I’ve never personally been, but I can understand that they’re very sterile and scary sometimes. I think that a lot of the answers to these issues could be worked out with people that understand versus people that put a label on you and say that you have a problem and you need help.

I think that’s a cop out judgment.

John Rattray: Yeah, I agree. I think this is about, hey, flipping the thinking. It’s like, “You know what?” When somebody gets the idea, “There’s something wrong with me. There’s something wrong with me.” Maybe the way to think about it is, “You know what? Yeah. Yeah, there is and that’s okay. There’s something wrong with every single one of us.” At some point, that something wrong gets gnarly and we have to deal with it. It doesn’t happen to everyone all the time, but everyone has something wrong with them.

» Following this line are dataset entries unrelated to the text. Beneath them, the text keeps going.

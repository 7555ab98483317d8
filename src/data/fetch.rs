use crate::data::coordinator::{Completion, FetchMode, FetchOutcome, FetchRequest};
use crate::error::{Error, Result};
use reqwest::Client;
use tokio::sync::mpsc::UnboundedSender;
use tracing::debug;

pub const DEFAULT_ENDPOINT: &str = "https://query2.finance.yahoo.com/v8/finance/chart";

// Upstream rate-limits clients that don't look like a browser.
pub const USER_AGENT: &str = "Mozilla/5.0 (X11; Linux x86_64) AppleWebKit/537.36";

/// Issues quote requests and reports each result as a [`Completion`].
#[derive(Debug, Clone)]
pub struct Fetcher {
    client: Client,
    endpoint: String,
}

impl Fetcher {
    pub fn new(endpoint: &str) -> Result<Self> {
        let endpoint = endpoint.trim().trim_end_matches('/');
        if endpoint.is_empty() {
            return Err(Error::Config("endpoint is empty".to_string()));
        }

        let client = Client::builder().user_agent(USER_AGENT).build()?;
        Ok(Self {
            client,
            endpoint: endpoint.to_string(),
        })
    }

    pub fn url_for(&self, symbol: &str) -> String {
        format!("{}/{}", self.endpoint, symbol)
    }

    /// Spawns one task per request. Each task only performs I/O and sends its
    /// completion back; state is updated by whoever drains `tx`.
    pub fn dispatch(&self, requests: Vec<FetchRequest>, tx: &UnboundedSender<Completion>) {
        for request in requests {
            let fetcher = self.clone();
            let tx = tx.clone();
            tokio::spawn(async move {
                let outcome = match fetcher.get(&request.symbol, request.mode).await {
                    Ok((status, body)) => FetchOutcome::Response { status, body },
                    Err(e) => FetchOutcome::Failed(e.to_string()),
                };
                debug!(
                    symbol = %request.symbol,
                    generation = request.generation.0,
                    slot = request.slot,
                    "request finished"
                );
                // A closed receiver means the app is shutting down.
                let _ = tx.send(Completion {
                    generation: request.generation,
                    slot: request.slot,
                    outcome,
                });
            });
        }
    }

    async fn get(&self, symbol: &str, mode: FetchMode) -> Result<(u16, Vec<u8>)> {
        let mut req = self.client.get(self.url_for(symbol));
        if let FetchMode::Chart { range, interval } = mode {
            req = req.query(&[("interval", interval), ("range", range)]);
        }

        let res = req.send().await?;
        let status = res.status().as_u16();
        let body = res.bytes().await?;

        Ok((status, body.to_vec()))
    }
}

Auby Taylor: This is what I call the internal work with the critic, where the cure is found in the problem itself, where you approach it. Whatever it is. Whatever insecurity. You approach it because you can’t really run from it. It’s always going to catch up to you. It’s your shadow essentially. What you do is you dance with it. You greet it. You work with it. You try to make it better. I don’t think that there’s a lot of emphasis in the world today on how to deal with our own inner critic… we all have it.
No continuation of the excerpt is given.